Niger Benue Transport Coy a model on Strategic Innovation

The Executive Secretary of the Nigerian Content Development and Monitoring Board (NCDMB), Engr. Kesiye Wabote has commended the Niger Benue Transport Company (NBTC) for keeping the company operational for over 50 years and changing its business strategy to meet emerging opportunities and trends.

He spoke on Thursday after visiting the company’s facilities in Warri, Delta State, noting that the company had achieved a rare feat in Nigeria. “It is difficult to see a company last this long in our clime.
I hope to see NBTC live for 100 years and acquire the Royal Seal,” he added.
He commended the owners and managers of NBTC for accomplishing the company’s transition from a trading company into an oil servicing firm, with assets and operations in marine vessels, fabrication, ship repairs and ancillary businesses.
Wabote said NCDMB will support NBTC to continue to take advantage of the changing times to provide increased value in the sector.

He stated that NBTC had huge potential, noting “that there are opportunities for us to harness in this particular facility to increase Local Content penetration, particularly in servicing the oil and gas sector.”
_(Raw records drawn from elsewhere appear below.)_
/*!
 * SQLite persistence for the translation cache.
 *
 * - `connection`: thread-safe connection wrapper with async access
 * - `schema`: table definitions and versioning
 * - `cache_store`: reads and first-writer-wins inserts of cache rows
 */

pub mod cache_store;
pub mod connection;
pub mod schema;

pub use cache_store::{CacheRecord, CacheStore};
pub use connection::DatabaseConnection;
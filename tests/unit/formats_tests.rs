/*!
 * Tests for extraction and reassembly across document kinds
 */

use doctrans::document::{FormatKind, OutputMode, Segment, SegmentStatus};
use doctrans::formats::LoadedDocument;
use doctrans::formats::presentation::{PresentationBody, Shape};
use doctrans::formats::word::{Block, WordDocument};

const WORD_SNAPSHOT: &str = r#"{
    "properties": { "page": "A4" },
    "body": [
        { "type": "paragraph", "style": "Heading1", "runs": [{ "text": "Quarterly " , "bold": true }, { "text": "report" }] },
        { "type": "image", "name": "chart.png" },
        { "type": "table", "rows": [ { "cells": [ { "runs": [{ "text": "Revenue" }] }, { "runs": [] } ] } ] },
        { "type": "paragraph", "runs": [{ "text": "Thanks for reading" }] }
    ]
}"#;

const PRESENTATION_SNAPSHOT: &str = r#"{
    "slides": [
        { "shapes": [
            { "type": "text", "name": "Title", "paragraphs": [ { "runs": [{ "text": "Welcome" }] } ] },
            { "type": "picture", "name": "Logo" }
        ] },
        { "shapes": [
            { "type": "text", "name": "Body", "paragraphs": [ { "runs": [{ "text": "Agenda" }] }, { "runs": [{ "text": "Questions" }] } ] }
        ] }
    ]
}"#;

/// Translate every pending segment by upper-casing it
fn translate_all(segments: &mut [Segment]) {
    for segment in segments.iter_mut().filter(|s| s.status() == SegmentStatus::Pending) {
        let upper = segment.source_text().to_uppercase();
        segment.mark_translated(upper).unwrap();
    }
}

#[test]
fn test_wordExtract_shouldPutBodyBeforeTableCells() {
    let document = LoadedDocument::decode(FormatKind::WordProcessor, WORD_SNAPSHOT.as_bytes()).unwrap();
    let segments = document.extract();

    let texts: Vec<_> = segments.iter().map(|s| s.source_text().to_string()).collect();
    assert_eq!(texts, vec!["Quarterly report", "chart.png", "Thanks for reading", "Revenue"]);
    assert_eq!(segments[1].status(), SegmentStatus::Skipped);
    assert!(segments.iter().enumerate().all(|(i, s)| s.index == i));
}

#[test]
fn test_wordReassemble_shouldKeepImagesAndProperties() {
    let document = LoadedDocument::decode(FormatKind::WordProcessor, WORD_SNAPSHOT.as_bytes()).unwrap();
    let mut segments = document.extract();
    translate_all(&mut segments);

    let artifact = document.reassemble(&segments, OutputMode::KeepOriginal, "report").unwrap();
    let output: WordDocument = serde_json::from_slice(&artifact.bytes).unwrap();

    assert_eq!(output.properties, serde_json::from_str(r#"{ "page": "A4" }"#).unwrap());
    assert!(matches!(&output.body[1], Block::Image(image) if image.name == "chart.png"));
    let text = String::from_utf8(artifact.bytes).unwrap();
    assert!(text.contains("THANKS FOR READING"));
    assert!(text.contains("REVENUE"));
}

#[test]
fn test_presentationReassemble_shouldLeavePicturesUntouched() {
    let document = LoadedDocument::decode(FormatKind::Presentation, PRESENTATION_SNAPSHOT.as_bytes()).unwrap();
    let mut segments = document.extract();
    assert_eq!(segments.len(), 4);
    translate_all(&mut segments);

    let artifact = document.reassemble(&segments, OutputMode::KeepOriginal, "deck").unwrap();
    let output: PresentationBody = serde_json::from_slice(&artifact.bytes).unwrap();

    assert!(matches!(&output.slides[0].shapes[1], Shape::Picture { name, .. } if name == "Logo"));
    let text = String::from_utf8(artifact.bytes).unwrap();
    assert!(text.contains("WELCOME"));
    assert!(text.contains("QUESTIONS"));
}

#[test]
fn test_reassemble_calledTwice_shouldProduceIdenticalBytes() {
    let inputs = [
        (FormatKind::WordProcessor, WORD_SNAPSHOT.as_bytes().to_vec()),
        (FormatKind::Presentation, PRESENTATION_SNAPSHOT.as_bytes().to_vec()),
        (FormatKind::PdfText, b"One\n\nTwo\x0CThree".to_vec()),
    ];

    for (kind, bytes) in inputs {
        let document = LoadedDocument::decode(kind, &bytes).unwrap();
        let mut segments = document.extract();
        translate_all(&mut segments);

        for mode in [OutputMode::KeepOriginal, OutputMode::Pdf, OutputMode::SpreadsheetSummary] {
            let first = document.reassemble(&segments, mode, "doc").unwrap();
            let second = document.reassemble(&segments, mode, "doc").unwrap();
            assert_eq!(first, second, "{:?} in {:?} mode", kind, mode);
        }
    }
}

#[test]
fn test_reassemble_withFailedSegment_shouldKeepSourceText() {
    let document = LoadedDocument::decode(FormatKind::PdfText, b"Keep me\n\nTranslate me").unwrap();
    let mut segments = document.extract();
    segments[0].mark_failed("provider refused").unwrap();
    segments[1].mark_translated("Traduis-moi").unwrap();

    let artifact = document.reassemble(&segments, OutputMode::KeepOriginal, "notes").unwrap();
    assert_eq!(String::from_utf8(artifact.bytes).unwrap(), "Keep me\n\nTraduis-moi");
}

#[test]
fn test_reassemble_withSegmentsOfOtherDocument_shouldFail() {
    let document = LoadedDocument::decode(FormatKind::PdfText, b"A\n\nB").unwrap();
    let other = LoadedDocument::decode(FormatKind::PdfText, b"A").unwrap();

    assert!(document.reassemble(&other.extract(), OutputMode::KeepOriginal, "x").is_err());
}
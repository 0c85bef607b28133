/*!
 * Database connection management.
 *
 * SQLite calls are blocking, so async callers go through `execute_async`,
 * which runs the closure on tokio's blocking pool.
 */

use anyhow::{Context, Result};
use log::{debug, info};
use rusqlite::Connection;
use std::path::{Path, PathBuf};
use std::sync::{Arc, Mutex};

use super::schema;

/// Default database filename
const DEFAULT_DB_FILENAME: &str = "cache.db";

/// Default directory name under the user's data directory
const DEFAULT_DB_DIRNAME: &str = "doctrans";

/// Database connection wrapper with thread-safe access
#[derive(Clone)]
pub struct DatabaseConnection {
    db_path: PathBuf,
    connection: Arc<Mutex<Connection>>,
}

impl std::fmt::Debug for DatabaseConnection {
    fn fmt(&self, f: &mut std::fmt::Formatter<'_>) -> std::fmt::Result {
        f.debug_struct("DatabaseConnection").field("db_path", &self.db_path).finish()
    }
}

impl DatabaseConnection {
    /// Open the database at the default location
    pub fn new_default() -> Result<Self> {
        let db_path = Self::default_database_path()?;
        Self::new(&db_path)
    }

    /// Open (or create) the database at `db_path`
    pub fn new<P: AsRef<Path>>(db_path: P) -> Result<Self> {
        let db_path = db_path.as_ref().to_path_buf();

        if let Some(parent) = db_path.parent() {
            if !parent.as_os_str().is_empty() {
                std::fs::create_dir_all(parent)
                    .with_context(|| format!("Failed to create database directory: {:?}", parent))?;
            }
        }

        info!("Opening cache database at: {:?}", db_path);

        let conn = Connection::open(&db_path).with_context(|| format!("Failed to open database: {:?}", db_path))?;
        schema::initialize_schema(&conn)?;

        Ok(Self {
            db_path,
            connection: Arc::new(Mutex::new(conn)),
        })
    }

    /// Create an in-memory database (for testing)
    pub fn new_in_memory() -> Result<Self> {
        debug!("Creating in-memory database");

        let conn = Connection::open_in_memory().context("Failed to create in-memory database")?;
        schema::initialize_schema(&conn)?;

        Ok(Self {
            db_path: PathBuf::from(":memory:"),
            connection: Arc::new(Mutex::new(conn)),
        })
    }

    /// Default database path under the user's local data directory
    pub fn default_database_path() -> Result<PathBuf> {
        let base_dir = dirs::data_local_dir()
            .or_else(dirs::data_dir)
            .or_else(|| dirs::home_dir().map(|h| h.join(".local").join("share")))
            .ok_or_else(|| anyhow::anyhow!("Could not determine data directory"))?;

        Ok(base_dir.join(DEFAULT_DB_DIRNAME).join(DEFAULT_DB_FILENAME))
    }

    pub fn path(&self) -> &Path {
        &self.db_path
    }

    /// Run `f` with the connection on the current thread
    pub fn execute<F, T>(&self, f: F) -> Result<T>
    where
        F: FnOnce(&Connection) -> Result<T>,
    {
        let conn = self
            .connection
            .lock()
            .map_err(|e| anyhow::anyhow!("Failed to acquire database lock: {}", e))?;

        f(&conn)
    }

    /// Run `f` with the connection on the blocking pool
    pub async fn execute_async<F, T>(&self, f: F) -> Result<T>
    where
        F: FnOnce(&Connection) -> Result<T> + Send + 'static,
        T: Send + 'static,
    {
        let conn = self.connection.clone();

        tokio::task::spawn_blocking(move || {
            let conn = conn
                .lock()
                .map_err(|e| anyhow::anyhow!("Failed to acquire database lock: {}", e))?;

            f(&conn)
        })
        .await
        .context("Database task panicked")?
    }
}
/*!
 * Prompt construction for LLM providers.
 *
 * The domain profile only changes the instructions sent with a request.
 * Several segments travel in one request as a marker-delimited block:
 *
 * ```text
 * <<ENTRY_0>>
 * first text
 * <<ENTRY_1>>
 * second text
 * <<END>>
 * ```
 */

use crate::document::DomainProfile;
use crate::language_utils;

/// Marker closing a batch block
pub const END_MARKER: &str = "<<END>>";

fn entry_marker(index: usize) -> String {
    format!("<<ENTRY_{}>>", index)
}

/// Extra instructions for each domain profile
pub fn domain_instructions(domain: DomainProfile) -> &'static str {
    match domain {
        DomainProfile::General => "Use a neutral, natural register suitable for general readers.",
        DomainProfile::Arts => {
            "The text comes from the arts and culture domain. Keep titles of works, artist names and stylistic nuance; prefer expressive wording over literal wording."
        }
        DomainProfile::Technical => {
            "The text is technical documentation. Use established technical terminology, keep product names, identifiers, units and numbers exactly as written."
        }
        DomainProfile::Sports => {
            "The text is about sports. Use the standard terminology of the sport, keep team and athlete names and all scores or statistics unchanged."
        }
    }
}

/// Render the system prompt template for one request
pub fn render_system_prompt(template: &str, source_language: &str, target_language: &str, domain: DomainProfile) -> String {
    template
        .replace("{source_language}", &language_utils::display_name(source_language))
        .replace("{target_language}", &language_utils::display_name(target_language))
        .replace("{domain_instructions}", domain_instructions(domain))
}

/// Instruction prepended to a batch block
pub fn batch_instructions(count: usize) -> String {
    format!(
        "Translate each of the {} entries below. Keep every <<ENTRY_n>> marker and the final {} marker exactly as they are, and put each translation right after its marker.",
        count, END_MARKER
    )
}

/// Join texts into a marker-delimited block
pub fn encode_batch<S: AsRef<str>>(texts: &[S]) -> String {
    let mut combined = String::new();
    for (idx, text) in texts.iter().enumerate() {
        combined.push_str(&entry_marker(idx));
        combined.push('\n');
        combined.push_str(text.as_ref());
        combined.push('\n');
    }
    combined.push_str(END_MARKER);
    combined
}

/// Split a translated block back into `expected` texts.
///
/// Returns `None` when a marker is missing, which callers treat as a malformed response.
pub fn decode_batch(response: &str, expected: usize) -> Option<Vec<String>> {
    let mut texts = Vec::with_capacity(expected);
    let mut cursor = 0;

    for idx in 0..expected {
        let start_marker = entry_marker(idx);
        let end_marker = if idx + 1 == expected {
            END_MARKER.to_string()
        } else {
            entry_marker(idx + 1)
        };

        let start = response[cursor..].find(&start_marker)? + cursor + start_marker.len();
        let end = match response[start..].find(&end_marker) {
            Some(pos) => start + pos,
            // Models sometimes drop the closing marker of the last entry
            None if idx + 1 == expected => response.len(),
            None => return None,
        };

        texts.push(clean_response(&response[start..end]));
        cursor = end;
    }

    Some(texts)
}

/// Trim a model answer and strip quotes the model wrapped it in
pub fn clean_response(text: &str) -> String {
    let trimmed = text.trim();
    for (open, close) in [('"', '"'), ('\u{201c}', '\u{201d}'), ('\'', '\''), ('«', '»'), ('「', '」')] {
        if trimmed.chars().count() >= 2 && trimmed.starts_with(open) && trimmed.ends_with(close) {
            let inner = &trimmed[open.len_utf8()..trimmed.len() - close.len_utf8()];
            // Only strip when the quotes are not part of the content
            if !inner.contains(open) && !inner.contains(close) {
                return inner.trim().to_string();
            }
        }
    }
    trimmed.to_string()
}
He added that “there is also huge potential to create jobs for the teeming youths around Warri and its environs, and also actively support the offshore business that is emerging in our economy today. I think that with focus and the right kind of support, they are prepared to go places and provide services.”

The Executive Secretary explained further that the Board had a strong interest in the marine sector because of its importance to the operations in the oil and gas industry.

He recalled that the marine sector was dominated by foreign players before the Nigerian Oil and Gas Industry Content Development (NOGICD) Act was signed into law in April 2010. He noted that local participation in the sector was about four percent at that time, before the Board begun to encourage Nigerian investors to participate and that led to a marked increase in local participation in the marine sector to 40 percent, with potential to grow further.